Judge throws out rule shielding campaign donors

By JACK GILLUM
The Associated Press

WASHINGTON —

The Federal Election Commission overstepped its bounds in allowing groups that fund certain election ads to keep their financiers anonymous, a federal judge ruled Friday.

U.S. District Judge Amy Berman Jackson's ruling could pave the way to requiring groups that spend money on electioneering communications — ads that don't expressly advocate for or against a candidate running for federal office — to disclose their donors.

The FEC ruled in 2007 that corporations and nonprofits did not have to reveal the identities of those who financed such ads.

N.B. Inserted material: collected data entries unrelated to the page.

//! Per-indicator analyzers.
//!
//! Each analyzer reads a [`PriceSeries`](crate::domain::ohlcv::PriceSeries)
//! into a typed reading (zones, crossovers, momentum as enums) and renders
//! that reading as an [`AnalysisResult`]. Composites and scorers consume the
//! typed readings, never the rendered text.

pub mod box_range;
pub mod chips;
pub mod fibonacci;
pub mod financial;
pub mod gap;
pub mod kd;
pub mod macd;
pub mod moving_average;
pub mod pattern;
pub mod regression;
pub mod rsi;
pub mod support_resistance;
pub mod surge;

use std::panic::{self, AssertUnwindSafe};

use log::error;
use serde::Serialize;

use crate::domain::error::AnalysisError;
use crate::domain::signal::Bias;

pub const ERROR_SIGNAL: &str = "ERROR";
pub const NO_DATA_SIGNAL: &str = "No data";
pub const INSUFFICIENT_SIGNAL: &str = "Insufficient data";

/// One display row: label and pre-formatted value.
#[derive(Debug, Clone, PartialEq, Serialize)]
pub struct ValueRow {
    pub label: String,
    pub value: String,
}

/// Structured output of a single analysis.
///
/// `values` keeps insertion order; presentation layers render it as-is.
#[derive(Debug, Clone, PartialEq, Serialize)]
pub struct AnalysisResult {
    pub title: String,
    pub signal: String,
    pub bias: Bias,
    pub description: String,
    pub values: Vec<ValueRow>,
}

impl AnalysisResult {
    pub fn new(
        title: impl Into<String>,
        signal: impl Into<String>,
        bias: Bias,
        description: impl Into<String>,
    ) -> Self {
        Self {
            title: title.into(),
            signal: signal.into(),
            bias,
            description: description.into(),
            values: Vec::new(),
        }
    }

    pub fn error(title: impl Into<String>, message: impl Into<String>) -> Self {
        Self::new(title, ERROR_SIGNAL, Bias::Neutral, message)
    }

    pub fn no_data(title: impl Into<String>, description: impl Into<String>) -> Self {
        Self::new(title, NO_DATA_SIGNAL, Bias::Neutral, description)
    }

    /// Neutral result for a series shorter than an indicator's lookback.
    pub fn insufficient(title: impl Into<String>, err: &AnalysisError) -> Self {
        Self::new(title, INSUFFICIENT_SIGNAL, Bias::Neutral, err.to_string())
    }

    pub fn is_error(&self) -> bool {
        self.signal == ERROR_SIGNAL
    }

    pub fn push(&mut self, label: impl Into<String>, value: impl Into<String>) {
        self.values.push(ValueRow {
            label: label.into(),
            value: value.into(),
        });
    }

    pub fn with(mut self, label: impl Into<String>, value: impl Into<String>) -> Self {
        self.push(label, value);
        self
    }

    /// Insert rows ahead of the existing ones, preserving their order.
    pub fn prepend(&mut self, rows: Vec<ValueRow>) {
        self.values.splice(0..0, rows);
    }

    pub fn value(&self, label: &str) -> Option<&str> {
        self.values
            .iter()
            .find(|row| row.label == label)
            .map(|row| row.value.as_str())
    }
}

/// Run one analysis step, converting any fault into an ERROR-tagged result.
///
/// Both `AnalysisError`s and panics stop here; nothing escapes to the caller.
pub fn guarded<F>(title: &str, step: F) -> AnalysisResult
where
    F: FnOnce() -> Result<AnalysisResult, AnalysisError>,
{
    match panic::catch_unwind(AssertUnwindSafe(step)) {
        Ok(Ok(result)) => result,
        Ok(Err(err)) => {
            error!("{title} failed: {err}");
            AnalysisResult::error(title, err.to_string())
        }
        Err(payload) => {
            let message = panic_message(payload.as_ref());
            error!("{title} panicked: {message}");
            AnalysisResult::error(title, message)
        }
    }
}

pub(crate) fn panic_message(payload: &(dyn std::any::Any + Send)) -> String {
    if let Some(s) = payload.downcast_ref::<&str>() {
        (*s).to_string()
    } else if let Some(s) = payload.downcast_ref::<String>() {
        s.clone()
    } else {
        "unexpected fault".to_string()
    }
}

pub(crate) fn require_bars(
    indicator: &str,
    bars: usize,
    minimum: usize,
) -> Result<(), AnalysisError> {
    if bars < minimum {
        return Err(AnalysisError::InsufficientData {
            indicator: indicator.to_string(),
            bars,
            minimum,
        });
    }
    Ok(())
}

/// Oscillator zone with the 30/80 thresholds used by KD and RSI.
#[derive(Debug, Clone, Copy, PartialEq, Eq)]
pub enum OscillatorZone {
    Oversold,
    Neutral,
    Overbought,
}

pub const OVERSOLD_BELOW: f64 = 30.0;
pub const OVERBOUGHT_ABOVE: f64 = 80.0;

impl OscillatorZone {
    pub fn of(value: f64) -> Self {
        if value < OVERSOLD_BELOW {
            OscillatorZone::Oversold
        } else if value > OVERBOUGHT_ABOVE {
            OscillatorZone::Overbought
        } else {
            OscillatorZone::Neutral
        }
    }
}

pub fn round2(value: f64) -> f64 {
    (value * 100.0).round() / 100.0
}

pub fn fmt2(value: f64) -> String {
    format!("{:.2}", value)
}

pub fn fmt_signed_pct(value: f64) -> String {
    format!("{:+.2}%", value)
}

That regulation came in response to a Supreme Court ruling that gave more latitude to nonprofit groups — like the Karl Rove-backed Crossroads GPS and the President Barack Obama-leaning Priorities USA — on pre-election ads.

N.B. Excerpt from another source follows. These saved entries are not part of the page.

//! Domain error types.

/// Top-level error type for stockscope.
///
/// Only the edges of the system (file adapters, config, series construction)
/// produce these. The evaluation core itself never returns an error to its
/// caller.
#[derive(Debug, thiserror::Error)]
pub enum StockscopeError {
    #[error("csv error in {file}: {reason}")]
    Csv { file: String, reason: String },

    #[error("config parse error in {file}: {reason}")]
    ConfigParse { file: String, reason: String },

    #[error("missing config key [{section}] {key}")]
    ConfigMissing { section: String, key: String },

    #[error("invalid config value [{section}] {key}: {reason}")]
    ConfigInvalid {
        section: String,
        key: String,
        reason: String,
    },

    #[error("invalid price series: {reason}")]
    InvalidSeries { reason: String },

    #[error("no price data for {code}")]
    NoData { code: String },

    #[error(transparent)]
    Io(#[from] std::io::Error),
}

impl StockscopeError {
    /// Process exit status for this error family.
    pub fn exit_status(&self) -> u8 {
        match self {
            StockscopeError::Io(_) => 1,
            StockscopeError::ConfigParse { .. }
            | StockscopeError::ConfigMissing { .. }
            | StockscopeError::ConfigInvalid { .. } => 2,
            StockscopeError::Csv { .. } | StockscopeError::InvalidSeries { .. } => 3,
            StockscopeError::NoData { .. } => 5,
        }
    }
}

impl From<&StockscopeError> for std::process::ExitCode {
    fn from(err: &StockscopeError) -> Self {
        std::process::ExitCode::from(err.exit_status())
    }
}

/// A fault raised inside a single indicator, scorer or fusion step.
///
/// Never crosses the evaluation boundary: [`crate::domain::analysis::guarded`]
/// turns it into an ERROR-tagged result.
#[derive(Debug, Clone, PartialEq, thiserror::Error)]
pub enum AnalysisError {
    #[error("{indicator} needs at least {minimum} bars, have {bars}")]
    InsufficientData {
        indicator: String,
        bars: usize,
        minimum: usize,
    },

    #[error("degenerate input: {reason}")]
    Degenerate { reason: String },

    #[error("computation failed: {reason}")]
    Computation { reason: String },
}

Campaign-finance regulations have received new scrutiny this election cycle, following a handful of federal court rulings that stripped away long-established limits on how much individuals and organizations may contribute to groups favoring certain candidates.

One such high-profile case, known as Citizens United, gave a green light for corporations and labor unions to spend unlimited sums of their cash on campaign ads. That effectively led to the expansion of "super" political action committees, which have expended more than $50 million on the Republican primary elections and are largely funded by wealthy donors.

Democratic Rep. Chris Van Hollen of Maryland, who brought the suit against the FEC last year, has also proposed a bill that would require more detailed disclosure requirements for campaign finance, known as the Disclose Act. That bill has garnered support in light of nonprofits funneling anonymous money to their affiliated super PACs, effectively shielding the names of some donors.

In her 31-page ruling, Jackson said the FEC did not have legislative authority to substantially change McCain-Feingold, officially known as the Bipartisan Campaign Reform Act of 2002. She said it is up to Congress, not the FEC, to make such changes.

The FEC, created in the 1970s in the wake of the Watergate scandal, is empowered to set regulations on campaign-finance law and enforce subsequent violations. The commission has struggled in recent months to define new regulations, largely due to a bitterly divided makeup of three Republican and three Democratic commissioners.

Under McCain-Feingold, groups that spend more than $10,000 per year on such campaign ads must file reports with the FEC. Some groups later testified before the FEC that disclosing all donors — not ones who specifically earmarked their money for ads — would be an administrative burden.